> [WORK TO COMPLETE] Using the entries that follow, report the number of lines that include the string "second", without any other text.

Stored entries

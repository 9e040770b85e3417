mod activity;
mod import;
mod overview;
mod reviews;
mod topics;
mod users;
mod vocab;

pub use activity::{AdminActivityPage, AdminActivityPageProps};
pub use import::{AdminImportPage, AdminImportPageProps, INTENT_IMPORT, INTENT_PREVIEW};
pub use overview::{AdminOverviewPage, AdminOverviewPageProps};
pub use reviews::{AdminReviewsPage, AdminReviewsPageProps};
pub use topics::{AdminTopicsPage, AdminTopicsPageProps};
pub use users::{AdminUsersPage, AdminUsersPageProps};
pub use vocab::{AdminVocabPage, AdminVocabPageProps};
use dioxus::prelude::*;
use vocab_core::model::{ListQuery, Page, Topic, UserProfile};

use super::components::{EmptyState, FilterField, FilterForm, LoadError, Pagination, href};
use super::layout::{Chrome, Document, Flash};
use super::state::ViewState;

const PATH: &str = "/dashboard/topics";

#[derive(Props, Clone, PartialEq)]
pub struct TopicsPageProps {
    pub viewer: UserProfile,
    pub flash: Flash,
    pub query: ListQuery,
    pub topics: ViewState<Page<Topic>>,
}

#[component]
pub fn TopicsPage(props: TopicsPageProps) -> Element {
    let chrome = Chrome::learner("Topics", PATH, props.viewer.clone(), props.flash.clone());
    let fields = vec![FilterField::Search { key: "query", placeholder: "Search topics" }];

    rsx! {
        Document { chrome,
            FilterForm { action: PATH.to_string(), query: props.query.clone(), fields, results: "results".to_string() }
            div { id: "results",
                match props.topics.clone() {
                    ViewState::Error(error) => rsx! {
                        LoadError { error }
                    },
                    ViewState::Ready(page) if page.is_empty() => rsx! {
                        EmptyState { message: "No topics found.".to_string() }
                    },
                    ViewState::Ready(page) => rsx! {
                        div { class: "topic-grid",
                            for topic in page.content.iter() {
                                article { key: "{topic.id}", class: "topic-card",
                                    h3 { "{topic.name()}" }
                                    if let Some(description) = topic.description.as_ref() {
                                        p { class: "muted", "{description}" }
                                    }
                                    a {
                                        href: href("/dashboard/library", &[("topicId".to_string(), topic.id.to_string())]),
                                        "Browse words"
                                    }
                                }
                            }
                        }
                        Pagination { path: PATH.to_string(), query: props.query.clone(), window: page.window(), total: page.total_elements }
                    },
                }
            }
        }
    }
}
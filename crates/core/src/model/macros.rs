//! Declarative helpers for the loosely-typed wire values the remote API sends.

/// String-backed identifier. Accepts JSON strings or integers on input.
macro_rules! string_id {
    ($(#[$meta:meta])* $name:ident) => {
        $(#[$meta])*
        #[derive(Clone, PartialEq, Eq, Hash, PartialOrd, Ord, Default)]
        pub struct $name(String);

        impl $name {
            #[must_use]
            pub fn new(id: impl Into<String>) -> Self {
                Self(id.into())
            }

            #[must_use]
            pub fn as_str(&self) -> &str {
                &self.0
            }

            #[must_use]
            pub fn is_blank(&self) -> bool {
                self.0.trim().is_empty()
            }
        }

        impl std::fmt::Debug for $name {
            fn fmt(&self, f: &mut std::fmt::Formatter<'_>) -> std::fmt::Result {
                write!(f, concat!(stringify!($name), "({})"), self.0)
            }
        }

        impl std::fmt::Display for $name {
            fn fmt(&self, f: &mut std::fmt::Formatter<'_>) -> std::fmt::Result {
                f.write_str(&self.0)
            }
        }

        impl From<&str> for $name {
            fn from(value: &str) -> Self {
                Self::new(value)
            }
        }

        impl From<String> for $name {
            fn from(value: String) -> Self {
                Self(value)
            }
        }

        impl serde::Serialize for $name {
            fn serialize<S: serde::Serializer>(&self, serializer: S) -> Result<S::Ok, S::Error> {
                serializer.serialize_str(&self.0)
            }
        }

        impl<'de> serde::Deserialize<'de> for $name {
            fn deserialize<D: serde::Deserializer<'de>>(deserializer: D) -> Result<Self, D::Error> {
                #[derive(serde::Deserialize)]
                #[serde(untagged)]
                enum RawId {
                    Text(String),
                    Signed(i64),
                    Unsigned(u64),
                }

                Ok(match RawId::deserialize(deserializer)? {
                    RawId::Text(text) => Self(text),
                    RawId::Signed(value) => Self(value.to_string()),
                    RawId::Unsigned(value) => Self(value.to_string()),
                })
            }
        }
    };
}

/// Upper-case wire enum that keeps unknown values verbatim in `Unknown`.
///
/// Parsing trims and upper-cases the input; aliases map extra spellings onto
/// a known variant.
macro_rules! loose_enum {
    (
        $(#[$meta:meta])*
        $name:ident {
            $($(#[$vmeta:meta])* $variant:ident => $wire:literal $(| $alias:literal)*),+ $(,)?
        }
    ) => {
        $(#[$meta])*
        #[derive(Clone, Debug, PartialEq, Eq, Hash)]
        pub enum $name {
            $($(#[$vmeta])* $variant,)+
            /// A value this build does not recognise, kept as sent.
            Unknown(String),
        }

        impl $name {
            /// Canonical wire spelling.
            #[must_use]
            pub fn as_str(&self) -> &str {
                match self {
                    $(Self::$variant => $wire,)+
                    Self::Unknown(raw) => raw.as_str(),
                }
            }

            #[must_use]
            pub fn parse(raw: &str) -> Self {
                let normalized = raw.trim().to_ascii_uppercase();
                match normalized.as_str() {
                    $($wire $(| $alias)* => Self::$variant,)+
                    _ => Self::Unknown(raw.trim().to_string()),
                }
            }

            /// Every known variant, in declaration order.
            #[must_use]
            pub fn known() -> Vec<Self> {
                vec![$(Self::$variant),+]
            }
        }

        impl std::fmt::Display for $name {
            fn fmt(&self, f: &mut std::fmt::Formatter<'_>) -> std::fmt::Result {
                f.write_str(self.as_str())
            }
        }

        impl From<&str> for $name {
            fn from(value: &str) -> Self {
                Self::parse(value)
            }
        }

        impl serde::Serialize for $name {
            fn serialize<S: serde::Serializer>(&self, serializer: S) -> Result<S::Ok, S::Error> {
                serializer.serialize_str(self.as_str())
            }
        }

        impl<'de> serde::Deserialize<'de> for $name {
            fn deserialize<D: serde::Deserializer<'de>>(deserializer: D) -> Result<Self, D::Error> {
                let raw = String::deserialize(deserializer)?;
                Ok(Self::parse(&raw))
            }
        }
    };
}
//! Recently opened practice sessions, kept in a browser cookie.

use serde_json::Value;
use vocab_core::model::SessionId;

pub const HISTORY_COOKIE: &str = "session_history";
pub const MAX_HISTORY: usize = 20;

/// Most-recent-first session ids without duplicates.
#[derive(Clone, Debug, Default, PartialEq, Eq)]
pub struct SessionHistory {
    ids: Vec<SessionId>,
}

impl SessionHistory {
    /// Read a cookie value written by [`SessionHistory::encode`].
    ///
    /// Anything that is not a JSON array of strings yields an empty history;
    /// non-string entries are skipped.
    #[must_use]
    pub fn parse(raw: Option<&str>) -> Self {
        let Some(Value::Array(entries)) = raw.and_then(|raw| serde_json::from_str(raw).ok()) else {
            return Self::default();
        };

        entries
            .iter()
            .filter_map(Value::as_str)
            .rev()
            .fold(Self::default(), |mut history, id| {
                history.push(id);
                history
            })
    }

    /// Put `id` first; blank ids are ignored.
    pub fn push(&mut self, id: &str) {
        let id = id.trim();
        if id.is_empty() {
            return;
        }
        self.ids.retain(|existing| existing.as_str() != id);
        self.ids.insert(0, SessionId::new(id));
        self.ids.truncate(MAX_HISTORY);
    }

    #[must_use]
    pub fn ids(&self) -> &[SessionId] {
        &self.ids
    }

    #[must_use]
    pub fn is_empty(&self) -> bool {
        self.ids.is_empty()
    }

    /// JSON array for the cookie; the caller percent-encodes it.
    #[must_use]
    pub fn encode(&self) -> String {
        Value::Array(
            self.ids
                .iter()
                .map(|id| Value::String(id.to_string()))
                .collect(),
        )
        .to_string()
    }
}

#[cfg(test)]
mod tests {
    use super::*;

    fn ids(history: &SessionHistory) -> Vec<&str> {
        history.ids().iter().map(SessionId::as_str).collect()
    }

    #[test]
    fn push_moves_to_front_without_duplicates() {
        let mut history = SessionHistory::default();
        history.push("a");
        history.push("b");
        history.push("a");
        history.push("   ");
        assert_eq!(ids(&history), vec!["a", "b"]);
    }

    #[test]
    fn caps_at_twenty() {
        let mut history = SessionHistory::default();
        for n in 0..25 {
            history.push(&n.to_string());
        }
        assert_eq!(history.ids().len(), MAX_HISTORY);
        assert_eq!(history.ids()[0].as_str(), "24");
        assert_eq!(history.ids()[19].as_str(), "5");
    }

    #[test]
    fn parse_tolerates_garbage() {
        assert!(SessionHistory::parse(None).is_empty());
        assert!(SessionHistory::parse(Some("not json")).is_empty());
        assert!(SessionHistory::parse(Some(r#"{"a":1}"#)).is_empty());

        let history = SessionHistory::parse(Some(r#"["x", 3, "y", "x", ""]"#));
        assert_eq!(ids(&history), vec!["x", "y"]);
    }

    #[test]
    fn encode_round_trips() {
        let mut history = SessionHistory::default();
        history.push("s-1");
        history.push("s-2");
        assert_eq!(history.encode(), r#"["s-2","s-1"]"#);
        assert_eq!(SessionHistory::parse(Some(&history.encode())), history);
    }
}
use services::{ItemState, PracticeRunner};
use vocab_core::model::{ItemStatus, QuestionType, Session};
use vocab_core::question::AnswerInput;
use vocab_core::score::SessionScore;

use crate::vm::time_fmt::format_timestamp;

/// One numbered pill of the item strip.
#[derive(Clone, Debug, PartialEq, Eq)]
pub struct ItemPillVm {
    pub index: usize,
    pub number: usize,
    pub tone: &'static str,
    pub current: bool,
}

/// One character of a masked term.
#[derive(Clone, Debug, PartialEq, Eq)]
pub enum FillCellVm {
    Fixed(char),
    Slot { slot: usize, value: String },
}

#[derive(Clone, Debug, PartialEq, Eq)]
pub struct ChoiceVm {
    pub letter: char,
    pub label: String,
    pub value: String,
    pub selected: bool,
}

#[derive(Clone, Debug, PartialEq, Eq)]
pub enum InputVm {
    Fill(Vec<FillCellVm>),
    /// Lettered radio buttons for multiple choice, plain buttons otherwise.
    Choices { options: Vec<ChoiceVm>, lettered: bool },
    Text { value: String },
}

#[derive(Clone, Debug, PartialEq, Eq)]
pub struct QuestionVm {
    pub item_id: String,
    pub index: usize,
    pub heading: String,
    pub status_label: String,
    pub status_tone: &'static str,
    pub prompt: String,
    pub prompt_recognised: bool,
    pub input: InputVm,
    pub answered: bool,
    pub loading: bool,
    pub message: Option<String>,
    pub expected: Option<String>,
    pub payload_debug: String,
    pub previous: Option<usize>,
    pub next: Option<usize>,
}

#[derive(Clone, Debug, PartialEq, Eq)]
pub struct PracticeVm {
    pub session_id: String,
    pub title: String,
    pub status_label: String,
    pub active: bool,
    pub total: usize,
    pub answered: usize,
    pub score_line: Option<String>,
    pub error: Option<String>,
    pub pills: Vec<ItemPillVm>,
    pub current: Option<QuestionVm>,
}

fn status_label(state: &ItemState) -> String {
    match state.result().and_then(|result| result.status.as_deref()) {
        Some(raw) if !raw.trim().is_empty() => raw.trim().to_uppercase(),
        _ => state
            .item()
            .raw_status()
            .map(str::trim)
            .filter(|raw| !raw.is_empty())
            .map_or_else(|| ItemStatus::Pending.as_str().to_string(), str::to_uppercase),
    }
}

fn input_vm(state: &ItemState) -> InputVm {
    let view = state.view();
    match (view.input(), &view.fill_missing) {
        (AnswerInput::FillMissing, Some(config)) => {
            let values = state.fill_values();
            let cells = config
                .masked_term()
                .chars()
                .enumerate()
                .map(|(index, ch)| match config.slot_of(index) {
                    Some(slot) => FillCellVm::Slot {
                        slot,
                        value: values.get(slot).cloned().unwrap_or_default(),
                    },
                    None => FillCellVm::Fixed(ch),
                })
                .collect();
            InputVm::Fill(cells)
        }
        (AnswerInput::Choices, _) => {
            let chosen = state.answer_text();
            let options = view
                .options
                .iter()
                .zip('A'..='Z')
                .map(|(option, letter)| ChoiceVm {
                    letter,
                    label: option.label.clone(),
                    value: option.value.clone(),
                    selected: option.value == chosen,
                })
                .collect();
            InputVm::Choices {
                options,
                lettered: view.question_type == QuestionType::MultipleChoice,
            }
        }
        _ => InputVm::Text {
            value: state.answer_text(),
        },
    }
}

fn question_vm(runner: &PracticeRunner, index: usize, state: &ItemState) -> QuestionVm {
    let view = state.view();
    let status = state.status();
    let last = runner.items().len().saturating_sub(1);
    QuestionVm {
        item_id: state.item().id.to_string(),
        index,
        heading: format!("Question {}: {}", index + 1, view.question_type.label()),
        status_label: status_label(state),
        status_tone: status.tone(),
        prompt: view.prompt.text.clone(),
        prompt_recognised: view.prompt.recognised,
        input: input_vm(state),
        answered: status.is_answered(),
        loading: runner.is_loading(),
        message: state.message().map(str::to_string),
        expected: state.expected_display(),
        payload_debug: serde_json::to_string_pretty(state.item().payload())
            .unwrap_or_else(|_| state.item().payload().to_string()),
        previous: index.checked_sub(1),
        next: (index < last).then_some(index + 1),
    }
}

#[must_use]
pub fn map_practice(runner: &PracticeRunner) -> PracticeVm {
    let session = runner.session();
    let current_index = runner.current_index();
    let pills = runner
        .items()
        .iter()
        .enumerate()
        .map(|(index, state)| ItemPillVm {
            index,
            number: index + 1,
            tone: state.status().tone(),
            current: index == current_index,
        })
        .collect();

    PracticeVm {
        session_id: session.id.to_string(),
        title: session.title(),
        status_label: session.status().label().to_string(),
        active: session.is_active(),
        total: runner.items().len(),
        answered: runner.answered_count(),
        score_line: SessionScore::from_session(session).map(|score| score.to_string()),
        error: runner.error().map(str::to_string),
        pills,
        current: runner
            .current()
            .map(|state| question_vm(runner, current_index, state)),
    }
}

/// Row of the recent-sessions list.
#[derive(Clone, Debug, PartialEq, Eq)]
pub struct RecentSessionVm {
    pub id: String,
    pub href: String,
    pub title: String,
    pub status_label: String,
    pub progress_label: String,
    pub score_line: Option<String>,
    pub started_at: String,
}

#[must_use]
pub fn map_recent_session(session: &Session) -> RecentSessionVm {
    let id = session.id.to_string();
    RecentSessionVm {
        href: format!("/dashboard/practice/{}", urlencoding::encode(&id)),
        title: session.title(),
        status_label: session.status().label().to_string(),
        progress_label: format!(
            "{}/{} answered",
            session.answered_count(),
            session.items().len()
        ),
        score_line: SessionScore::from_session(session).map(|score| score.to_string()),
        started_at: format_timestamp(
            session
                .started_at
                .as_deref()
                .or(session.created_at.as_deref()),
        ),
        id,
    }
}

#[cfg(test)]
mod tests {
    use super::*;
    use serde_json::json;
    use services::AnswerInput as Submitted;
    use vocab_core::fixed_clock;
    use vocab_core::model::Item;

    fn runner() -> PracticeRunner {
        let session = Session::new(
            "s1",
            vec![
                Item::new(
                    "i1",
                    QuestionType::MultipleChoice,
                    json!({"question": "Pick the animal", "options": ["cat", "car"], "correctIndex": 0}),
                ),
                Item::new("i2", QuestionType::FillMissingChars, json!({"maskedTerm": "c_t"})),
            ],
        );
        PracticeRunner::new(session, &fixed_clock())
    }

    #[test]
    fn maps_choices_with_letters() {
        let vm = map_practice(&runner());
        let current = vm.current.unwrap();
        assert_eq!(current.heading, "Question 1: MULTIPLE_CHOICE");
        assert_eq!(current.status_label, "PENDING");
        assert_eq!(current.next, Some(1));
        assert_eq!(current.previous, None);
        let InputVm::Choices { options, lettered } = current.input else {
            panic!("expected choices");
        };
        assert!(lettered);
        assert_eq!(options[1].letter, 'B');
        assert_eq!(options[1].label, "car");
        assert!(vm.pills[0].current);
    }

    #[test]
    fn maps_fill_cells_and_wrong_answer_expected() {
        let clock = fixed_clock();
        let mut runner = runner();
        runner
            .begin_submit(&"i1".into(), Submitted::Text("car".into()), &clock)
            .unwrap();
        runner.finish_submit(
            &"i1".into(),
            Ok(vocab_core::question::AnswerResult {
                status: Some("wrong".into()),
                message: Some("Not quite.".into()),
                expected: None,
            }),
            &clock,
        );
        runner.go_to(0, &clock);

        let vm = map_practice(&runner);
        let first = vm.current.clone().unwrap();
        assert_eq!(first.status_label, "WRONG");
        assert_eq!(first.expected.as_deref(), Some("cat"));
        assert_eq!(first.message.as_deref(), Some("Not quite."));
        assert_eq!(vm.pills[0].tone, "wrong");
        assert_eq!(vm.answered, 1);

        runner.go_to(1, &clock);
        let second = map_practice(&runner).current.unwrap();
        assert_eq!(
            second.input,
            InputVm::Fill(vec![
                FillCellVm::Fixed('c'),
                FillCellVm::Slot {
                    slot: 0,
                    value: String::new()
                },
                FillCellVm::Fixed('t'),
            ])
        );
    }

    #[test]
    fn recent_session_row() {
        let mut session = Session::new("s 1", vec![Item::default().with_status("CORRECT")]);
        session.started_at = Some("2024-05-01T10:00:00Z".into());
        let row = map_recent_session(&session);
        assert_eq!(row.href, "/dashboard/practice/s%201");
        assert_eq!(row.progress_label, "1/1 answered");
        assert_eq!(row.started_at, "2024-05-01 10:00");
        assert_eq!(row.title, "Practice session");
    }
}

> [REPLY] 2